**PROBLEM DETAILS:** From the data below, set down exactly the lines between the one holding "#[derive(Debug, Clone, Copy)]" and the one holding "fn from_extension(ext: &str)", inclusive, and no others.

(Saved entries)
------------------------------------------------

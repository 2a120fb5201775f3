use std::sync::{Mutex, PoisonError};

use chrono::{Datelike, Local, Timelike};
use itertools::Itertools;
use lazy_static::lazy_static;
use ringbuffer::RingBufferWrite;
use ringbuffer::{AllocRingBuffer, RingBufferExt};

lazy_static! {
    static ref BUFFER: Mutex<AllocRingBuffer<String>> =
        Mutex::new(AllocRingBuffer::with_capacity(256));
}

pub fn write_message(message: &str) {
    let time = Local::now();

    let human_readable = format!(
        "{:02}.{:02} {:02}:{:02}:{:02}",
        time.day(),
        time.month(),
        time.hour(),
        time.minute(),
        time.second()
    );

    let mut buffer = BUFFER.lock().unwrap_or_else(PoisonError::into_inner);

    buffer.push(format!("[{human_readable}] {message}"))
}

macro_rules! log{
    ($($e:expr),+) => {
        crate::log::write_message(&format!($($e),+))
    }
}

pub(crate) use log;

/// The `n` most recent messages, oldest first.
pub fn pull_messages(n: usize) -> Vec<String> {
    let mut items = {
        let buffer = BUFFER.lock().unwrap_or_else(PoisonError::into_inner);

        buffer.iter().rev().take(n).map(Clone::clone).collect_vec()
    };
    items.reverse();
    items
}
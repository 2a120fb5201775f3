use lazy_static::lazy_static;
use rand::Rng;

use crate::{
    cursor::{Cursor, Position},
    distribution::WeightedDistribution,
    error::GrammarError,
};

use super::lexer::unescape;

/// Building block of a character class: a contiguous code point range or a
/// discrete set of characters.
#[derive(Clone, Debug, PartialEq, Eq)]
pub enum CharPrimitive {
    Range { start: char, end: char },
    Fragment(Vec<char>),
}

const DIGIT: CharPrimitive = CharPrimitive::Range {
    start: '0',
    end: '9',
};
const UPPER: CharPrimitive = CharPrimitive::Range {
    start: 'A',
    end: 'Z',
};
const LOWER: CharPrimitive = CharPrimitive::Range {
    start: 'a',
    end: 'z',
};

lazy_static! {
    static ref WHITESPACE: CharPrimitive = CharPrimitive::Fragment(" \u{0C}\n\r\t\u{0B}".chars().collect());
    static ref SPECIALS: CharPrimitive =
        CharPrimitive::Fragment("!\"#$%&'()*+,-./:;<=>?@[\\]^_`{|}~".chars().collect());
}

impl CharPrimitive {
    pub fn length(&self) -> usize {
        match self {
            CharPrimitive::Range { start, end } => (*end as usize) - (*start as usize) + 1,
            CharPrimitive::Fragment(chars) => chars.len(),
        }
    }

    pub fn contains(&self, c: char) -> bool {
        match self {
            CharPrimitive::Range { start, end } => (*start..=*end).contains(&c),
            CharPrimitive::Fragment(chars) => chars.contains(&c),
        }
    }

    pub fn generate_single<R: Rng + ?Sized>(&self, rng: &mut R) -> Option<char> {
        match self {
            CharPrimitive::Range { start, end } => loop {
                // code points between the bounds may be surrogates, redraw those
                if let Some(c) = char::from_u32(rng.gen_range(*start as u32..=*end as u32)) {
                    break Some(c);
                }
            },
            CharPrimitive::Fragment(chars) if chars.is_empty() => None,
            CharPrimitive::Fragment(chars) => Some(chars[rng.gen_range(0..chars.len())]),
        }
    }
}

/// A parsed `[...]` class. Sampling first picks a primitive weighted by its
/// size, then a character uniformly inside it, so every character of a
/// non-overlapping class is equally likely.
#[derive(Clone, Debug)]
pub struct CharClassSet {
    source: String,
    primitives: WeightedDistribution<CharPrimitive>,
}

impl CharClassSet {
    pub fn parse(source: &str, position: Position) -> Result<Self, GrammarError> {
        let error = |message: &str| GrammarError::parse(position, format!("{message}: {source}"));

        let mut cursor = Cursor::new(source);
        if !cursor.consume("[") {
            return Err(error("expected '[' at the start of a character class"));
        }
        if cursor.is("^") {
            return Err(error("negated character classes are not supported"));
        }

        let mut primitives = vec![];
        let mut fragment = vec![];

        loop {
            let literal = match cursor.next() {
                None => return Err(error("unterminated character class")),
                Some(']') => break,
                Some('\\') => match cursor.next() {
                    None => return Err(error("unterminated character class")),
                    Some('s') => {
                        primitives.push(WHITESPACE.clone());
                        continue;
                    }
                    Some('d') => {
                        primitives.push(DIGIT);
                        continue;
                    }
                    Some('w') => {
                        primitives.extend([DIGIT, UPPER, LOWER]);
                        fragment.push('_');
                        continue;
                    }
                    Some('.') => {
                        primitives.extend([DIGIT, UPPER, LOWER, WHITESPACE.clone(), SPECIALS.clone()]);
                        continue;
                    }
                    Some('S' | 'W' | 'D') => {
                        return Err(error(
                            "negated shorthand classes '\\S', '\\W' and '\\D' are not supported",
                        ))
                    }
                    Some('b' | 'c' | 'x' | 'u' | 'p') => {
                        return Err(error(
                            "escapes '\\b', '\\c', '\\x', '\\u' and '\\p' are not supported",
                        ))
                    }
                    Some(c) => unescape(c),
                },
                Some(c) => c,
            };

            if !cursor.consume("-") {
                fragment.push(literal);
                continue;
            }

            let end = match cursor.next() {
                None | Some(']') => return Err(error("unfinished character class range")),
                Some('\\') => match cursor.next() {
                    Some(c) => unescape(c),
                    None => return Err(error("unfinished character class range")),
                },
                Some(c) => c,
            };

            if literal > end {
                return Err(error("range out of order in character class"));
            }

            primitives.push(CharPrimitive::Range {
                start: literal,
                end,
            });
        }

        if !fragment.is_empty() {
            primitives.push(CharPrimitive::Fragment(fragment));
        }

        if primitives.is_empty() {
            return Err(error("empty character class"));
        }

        let weighted = primitives.into_iter().map(|p| {
            let weight = p.length() as f64;
            (p, weight)
        });

        Ok(CharClassSet {
            source: source.to_string(),
            primitives: WeightedDistribution::new(weighted)
                .map_err(|e| error(&format!("invalid character class weights ({e})")))?,
        })
    }

    pub fn source(&self) -> &str {
        &self.source
    }

    pub fn contains(&self, c: char) -> bool {
        self.primitives.items().iter().any(|p| p.contains(c))
    }

    pub fn generate_single<R: Rng + ?Sized>(&self, rng: &mut R) -> Option<char> {
        self.primitives.sample(rng)?.generate_single(rng)
    }
}
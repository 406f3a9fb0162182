//! Document routing: picks the PDF, DOCX or plain-text branch and runs it through
//! the normalizer and acceptance gate.

use serde::Serialize;
use tracing::{info, warn};

use super::decoder::{decode, TextEncoding};
use super::error::ExtractionError;
use super::{docx, recover_pdf_text, validate, ExtractionOptions, Strategy};

/// Buffers shorter than this cannot hold a usable resume.
pub const MIN_DOCUMENT_BYTES: usize = 50;

const DOCX_MIME: &str = "application/vnd.openxmlformats-officedocument.wordprocessingml.document";

/// An uploaded file, borrowed for the duration of one extraction.
#[derive(Debug, Clone, Copy)]
pub struct RawDocument<'a> {
    pub bytes: &'a [u8],
    pub file_name: Option<&'a str>,
    pub content_type: Option<&'a str>,
}

#[derive(Debug, Clone, Copy, PartialEq, Eq, Serialize)]
#[serde(rename_all = "snake_case")]
pub enum DocumentKind {
    Pdf,
    Docx,
    PlainText,
}

impl DocumentKind {
    fn from_extension(ext: &str) -> Option<Self> {
        match ext.to_ascii_lowercase().as_str() {
            "pdf" => Some(DocumentKind::Pdf),
            "docx" => Some(DocumentKind::Docx),
            "txt" | "text" => Some(DocumentKind::PlainText),
            _ => None,
        }
    }

    fn from_mime(mime: &str) -> Option<Self> {
        let essence = mime.split(';').next().unwrap_or("").trim().to_ascii_lowercase();
        match essence.as_str() {
            "application/pdf" => Some(DocumentKind::Pdf),
            DOCX_MIME => Some(DocumentKind::Docx),
            "text/plain" => Some(DocumentKind::PlainText),
            _ => None,
        }
    }

    /// Kind implied by the declared name and MIME type.
    ///
    /// `Ok(None)` means nothing useful was declared and the content must be sniffed.
    pub fn from_declared(
        file_name: Option<&str>,
        content_type: Option<&str>,
    ) -> Result<Option<Self>, ExtractionError> {
        let ext = file_name
            .and_then(|name| name.rsplit_once('.'))
            .map(|(_, ext)| ext)
            .filter(|ext| !ext.is_empty());
        let mime = content_type
            .map(str::trim)
            .filter(|m| !m.is_empty() && !m.eq_ignore_ascii_case("application/octet-stream"));

        if let Some(kind) = ext.and_then(Self::from_extension) {
            return Ok(Some(kind));
        }
        if let Some(kind) = mime.and_then(Self::from_mime) {
            return Ok(Some(kind));
        }
        match (ext, mime) {
            (None, None) => Ok(None),
            (Some(ext), _) => Err(ExtractionError::UnsupportedFileType(format!(".{ext}"))),
            (None, Some(mime)) => Err(ExtractionError::UnsupportedFileType(mime.to_string())),
        }
    }

    /// Guesses the kind from leading bytes.
    pub fn sniff(bytes: &[u8]) -> Option<Self> {
        if bytes.starts_with(b"%PDF-") {
            Some(DocumentKind::Pdf)
        } else if bytes.starts_with(b"PK\x03\x04") {
            Some(DocumentKind::Docx)
        } else if std::str::from_utf8(bytes).is_ok() {
            Some(DocumentKind::PlainText)
        } else {
            None
        }
    }
}

/// Final cleaned text plus diagnostics.
#[derive(Debug, Clone, PartialEq, Serialize)]
pub struct ValidatedText {
    pub text: String,
    pub char_count: usize,
    /// Resume-vocabulary terms found in `text`. Diagnostic only.
    pub indicator_count: usize,
    pub strategy: Strategy,
    pub encoding: Option<TextEncoding>,
    pub kind: DocumentKind,
}

/// Extracts validated resume text from an uploaded document.
pub fn extract_document(
    doc: &RawDocument<'_>,
    options: &ExtractionOptions,
) -> Result<ValidatedText, ExtractionError> {
    let declared = DocumentKind::from_declared(doc.file_name, doc.content_type)?;

    if doc.bytes.len() < MIN_DOCUMENT_BYTES {
        return Err(ExtractionError::EmptyOrTruncatedBuffer {
            len: doc.bytes.len(),
            min: MIN_DOCUMENT_BYTES,
        });
    }

    let kind = match declared {
        Some(kind) => kind,
        None => DocumentKind::sniff(doc.bytes).ok_or_else(|| {
            ExtractionError::UnsupportedFileType("unrecognised content".to_string())
        })?,
    };

    info!(?kind, bytes = doc.bytes.len(), "Extracting document text");

    match kind {
        DocumentKind::Pdf => {
            let (strategy, output) = recover_pdf_text(doc.bytes);
            info!(
                ?strategy,
                encoding = ?output.encoding,
                chars = output.char_len(),
                crossed = output.crossed_threshold,
                "PDF text recovered"
            );
            validate(&output.text, kind, strategy, output.encoding, options)
        }
        DocumentKind::Docx => {
            let text = docx::document_text(doc.bytes).unwrap_or_else(|e| {
                warn!("DOCX could not be read, treating as empty: {e}");
                String::new()
            });
            validate(&text, kind, Strategy::Docx, None, options)
        }
        DocumentKind::PlainText => {
            let (text, encoding) = match std::str::from_utf8(doc.bytes) {
                Ok(s) => (s.to_string(), TextEncoding::Utf8),
                Err(_) => (
                    decode(doc.bytes, TextEncoding::Windows1252),
                    TextEncoding::Windows1252,
                ),
            };
            validate(&text, kind, Strategy::PlainText, Some(encoding), options)
        }
    }
}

------------------------------------------------

**SOLUTION TO THE EXERCISE:**
#[derive(Debug, Clone, Copy)]
pub struct RawDocument<'a> {
    pub bytes: &'a [u8],
    pub file_name: Option<&'a str>,
    pub content_type: Option<&'a str>,
}

#[derive(Debug, Clone, Copy, PartialEq, Eq, Serialize)]
#[serde(rename_all = "snake_case")]
pub enum DocumentKind {
    Pdf,
    Docx,
    PlainText,
}

impl DocumentKind {
    fn from_extension(ext: &str) -> Option<Self> {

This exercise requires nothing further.